Send back every record exactly.

◇ ◇ ◇ ◇ ◇ ◇ ◇

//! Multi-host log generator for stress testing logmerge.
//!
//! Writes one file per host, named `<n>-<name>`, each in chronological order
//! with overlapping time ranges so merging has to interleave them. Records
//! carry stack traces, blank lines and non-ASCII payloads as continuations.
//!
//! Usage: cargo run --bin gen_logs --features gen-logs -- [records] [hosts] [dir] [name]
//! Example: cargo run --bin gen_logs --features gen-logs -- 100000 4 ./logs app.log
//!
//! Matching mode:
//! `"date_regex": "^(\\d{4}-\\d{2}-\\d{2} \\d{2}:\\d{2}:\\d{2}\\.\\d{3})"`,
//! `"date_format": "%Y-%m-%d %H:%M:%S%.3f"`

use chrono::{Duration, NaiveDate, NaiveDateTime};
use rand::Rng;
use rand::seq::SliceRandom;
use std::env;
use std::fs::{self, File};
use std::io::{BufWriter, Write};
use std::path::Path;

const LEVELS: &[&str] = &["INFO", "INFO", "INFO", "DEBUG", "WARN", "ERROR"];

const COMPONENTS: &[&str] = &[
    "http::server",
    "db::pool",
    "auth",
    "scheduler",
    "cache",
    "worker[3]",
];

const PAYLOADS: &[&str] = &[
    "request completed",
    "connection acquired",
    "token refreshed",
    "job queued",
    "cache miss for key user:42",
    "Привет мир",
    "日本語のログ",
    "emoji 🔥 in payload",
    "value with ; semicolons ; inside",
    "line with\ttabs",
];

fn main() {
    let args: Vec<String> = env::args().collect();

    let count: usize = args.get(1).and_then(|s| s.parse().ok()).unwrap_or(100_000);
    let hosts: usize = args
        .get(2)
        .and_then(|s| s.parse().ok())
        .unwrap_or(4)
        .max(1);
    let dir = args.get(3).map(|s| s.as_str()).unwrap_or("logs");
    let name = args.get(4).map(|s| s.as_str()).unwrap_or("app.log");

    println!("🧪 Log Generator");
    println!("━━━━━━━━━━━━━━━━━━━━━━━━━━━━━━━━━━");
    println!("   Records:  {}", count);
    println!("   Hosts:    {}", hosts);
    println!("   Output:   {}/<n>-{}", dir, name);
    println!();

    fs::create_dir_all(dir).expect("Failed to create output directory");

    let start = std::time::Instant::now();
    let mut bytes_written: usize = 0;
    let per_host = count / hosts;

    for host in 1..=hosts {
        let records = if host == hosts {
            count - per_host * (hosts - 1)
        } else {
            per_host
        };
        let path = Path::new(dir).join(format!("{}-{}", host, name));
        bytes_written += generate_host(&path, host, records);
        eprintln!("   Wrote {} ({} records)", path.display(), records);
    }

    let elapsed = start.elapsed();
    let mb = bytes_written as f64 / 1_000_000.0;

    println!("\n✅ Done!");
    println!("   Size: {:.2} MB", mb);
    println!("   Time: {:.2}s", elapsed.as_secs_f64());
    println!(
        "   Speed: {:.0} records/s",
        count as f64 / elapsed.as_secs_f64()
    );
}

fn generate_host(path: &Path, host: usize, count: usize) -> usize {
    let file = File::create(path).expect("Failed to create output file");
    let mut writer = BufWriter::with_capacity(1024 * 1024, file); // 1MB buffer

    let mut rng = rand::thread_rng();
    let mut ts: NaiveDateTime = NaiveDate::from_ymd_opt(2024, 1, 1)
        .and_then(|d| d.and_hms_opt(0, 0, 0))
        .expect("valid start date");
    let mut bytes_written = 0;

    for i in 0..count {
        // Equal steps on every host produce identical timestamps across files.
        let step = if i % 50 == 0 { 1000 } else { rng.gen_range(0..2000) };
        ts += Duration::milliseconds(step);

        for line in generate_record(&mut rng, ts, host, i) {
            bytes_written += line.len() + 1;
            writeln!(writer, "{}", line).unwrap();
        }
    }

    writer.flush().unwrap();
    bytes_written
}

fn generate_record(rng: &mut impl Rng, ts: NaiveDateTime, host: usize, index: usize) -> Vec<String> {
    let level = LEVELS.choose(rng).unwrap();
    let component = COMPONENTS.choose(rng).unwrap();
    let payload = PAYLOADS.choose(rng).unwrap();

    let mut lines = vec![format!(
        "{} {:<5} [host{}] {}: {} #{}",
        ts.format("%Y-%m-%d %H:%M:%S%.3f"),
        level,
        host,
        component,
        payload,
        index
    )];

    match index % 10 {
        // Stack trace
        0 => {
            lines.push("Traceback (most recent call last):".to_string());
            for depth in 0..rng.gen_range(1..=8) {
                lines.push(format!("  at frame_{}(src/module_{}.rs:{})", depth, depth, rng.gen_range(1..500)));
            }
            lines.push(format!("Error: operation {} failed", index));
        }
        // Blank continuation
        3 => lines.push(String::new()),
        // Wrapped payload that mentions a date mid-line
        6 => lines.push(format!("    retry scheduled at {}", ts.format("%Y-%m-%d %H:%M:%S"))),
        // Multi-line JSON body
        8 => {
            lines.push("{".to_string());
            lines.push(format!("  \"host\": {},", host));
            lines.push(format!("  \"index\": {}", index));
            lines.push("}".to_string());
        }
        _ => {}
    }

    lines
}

◇ ◇ ◇ ◇ ◇ ◇ ◇

● OUTPUT OF THE TASK
//! Multi-host log generator for stress testing logmerge.
//!
//! Writes one file per host, named `<n>-<name>`, each in chronological order
//! with overlapping time ranges so merging has to interleave them. Records
//! carry stack traces, blank lines and non-ASCII payloads as continuations.
//!
//! Usage: cargo run --bin gen_logs --features gen-logs -- [records] [hosts] [dir] [name]
//! Example: cargo run --bin gen_logs --features gen-logs -- 100000 4 ./logs app.log
//!
//! Matching mode:
//! `"date_regex": "^(\\d{4}-\\d{2}-\\d{2} \\d{2}:\\d{2}:\\d{2}\\.\\d{3})"`,
//! `"date_format": "%Y-%m-%d %H:%M:%S%.3f"`

use chrono::{Duration, NaiveDate, NaiveDateTime};
use rand::Rng;
use rand::seq::SliceRandom;
use std::env;
use std::fs::{self, File};
use std::io::{BufWriter, Write};
use std::path::Path;

const LEVELS: &[&str] = &["INFO", "INFO", "INFO", "DEBUG", "WARN", "ERROR"];

const COMPONENTS: &[&str] = &[
    "http::server",
    "db::pool",
    "auth",
    "scheduler",
    "cache",
    "worker[3]",
];

const PAYLOADS: &[&str] = &[
    "request completed",
    "connection acquired",
    "token refreshed",
    "job queued",
    "cache miss for key user:42",
    "Привет мир",
    "日本語のログ",
    "emoji 🔥 in payload",
    "value with ; semicolons ; inside",
    "line with\ttabs",
];

fn main() {
    let args: Vec<String> = env::args().collect();

    let count: usize = args.get(1).and_then(|s| s.parse().ok()).unwrap_or(100_000);
    let hosts: usize = args
        .get(2)
        .and_then(|s| s.parse().ok())
        .unwrap_or(4)
        .max(1);
    let dir = args.get(3).map(|s| s.as_str()).unwrap_or("logs");
    let name = args.get(4).map(|s| s.as_str()).unwrap_or("app.log");

    println!("🧪 Log Generator");
    println!("━━━━━━━━━━━━━━━━━━━━━━━━━━━━━━━━━━");
    println!("   Records:  {}", count);
    println!("   Hosts:    {}", hosts);
    println!("   Output:   {}/<n>-{}", dir, name);
    println!();

    fs::create_dir_all(dir).expect("Failed to create output directory");

    let start = std::time::Instant::now();
    let mut bytes_written: usize = 0;
    let per_host = count / hosts;

    for host in 1..=hosts {
        let records = if host == hosts {
            count - per_host * (hosts - 1)
        } else {
            per_host
        };
        let path = Path::new(dir).join(format!("{}-{}", host, name));
        bytes_written += generate_host(&path, host, records);
        eprintln!("   Wrote {} ({} records)", path.display(), records);
    }

    let elapsed = start.elapsed();
    let mb = bytes_written as f64 / 1_000_000.0;

    println!("\n✅ Done!");
    println!("   Size: {:.2} MB", mb);
    println!("   Time: {:.2}s", elapsed.as_secs_f64());
    println!(
        "   Speed: {:.0} records/s",
        count as f64 / elapsed.as_secs_f64()
    );
}

fn generate_host(path: &Path, host: usize, count: usize) -> usize {
    let file = File::create(path).expect("Failed to create output file");
    let mut writer = BufWriter::with_capacity(1024 * 1024, file); // 1MB buffer

    let mut rng = rand::thread_rng();
    let mut ts: NaiveDateTime = NaiveDate::from_ymd_opt(2024, 1, 1)
        .and_then(|d| d.and_hms_opt(0, 0, 0))
        .expect("valid start date");
    let mut bytes_written = 0;

    for i in 0..count {
        // Equal steps on every host produce identical timestamps across files.
        let step = if i % 50 == 0 { 1000 } else { rng.gen_range(0..2000) };
        ts += Duration::milliseconds(step);

        for line in generate_record(&mut rng, ts, host, i) {
            bytes_written += line.len() + 1;
            writeln!(writer, "{}", line).unwrap();
        }
    }

    writer.flush().unwrap();
    bytes_written
}

fn generate_record(rng: &mut impl Rng, ts: NaiveDateTime, host: usize, index: usize) -> Vec<String> {
    let level = LEVELS.choose(rng).unwrap();
    let component = COMPONENTS.choose(rng).unwrap();
    let payload = PAYLOADS.choose(rng).unwrap();

    let mut lines = vec![format!(
        "{} {:<5} [host{}] {}: {} #{}",
        ts.format("%Y-%m-%d %H:%M:%S%.3f"),
        level,
        host,
        component,
        payload,
        index
    )];

    match index % 10 {
        // Stack trace
        0 => {
            lines.push("Traceback (most recent call last):".to_string());
            for depth in 0..rng.gen_range(1..=8) {
                lines.push(format!("  at frame_{}(src/module_{}.rs:{})", depth, depth, rng.gen_range(1..500)));
            }
            lines.push(format!("Error: operation {} failed", index));
        }
        // Blank continuation
        3 => lines.push(String::new()),
        // Wrapped payload that mentions a date mid-line
        6 => lines.push(format!("    retry scheduled at {}", ts.format("%Y-%m-%d %H:%M:%S"))),
        // Multi-line JSON body
        8 => {
            lines.push("{".to_string());
            lines.push(format!("  \"host\": {},", host));
            lines.push(format!("  \"index\": {}", index));
            lines.push("}".to_string());
        }
        _ => {}
    }

    lines
}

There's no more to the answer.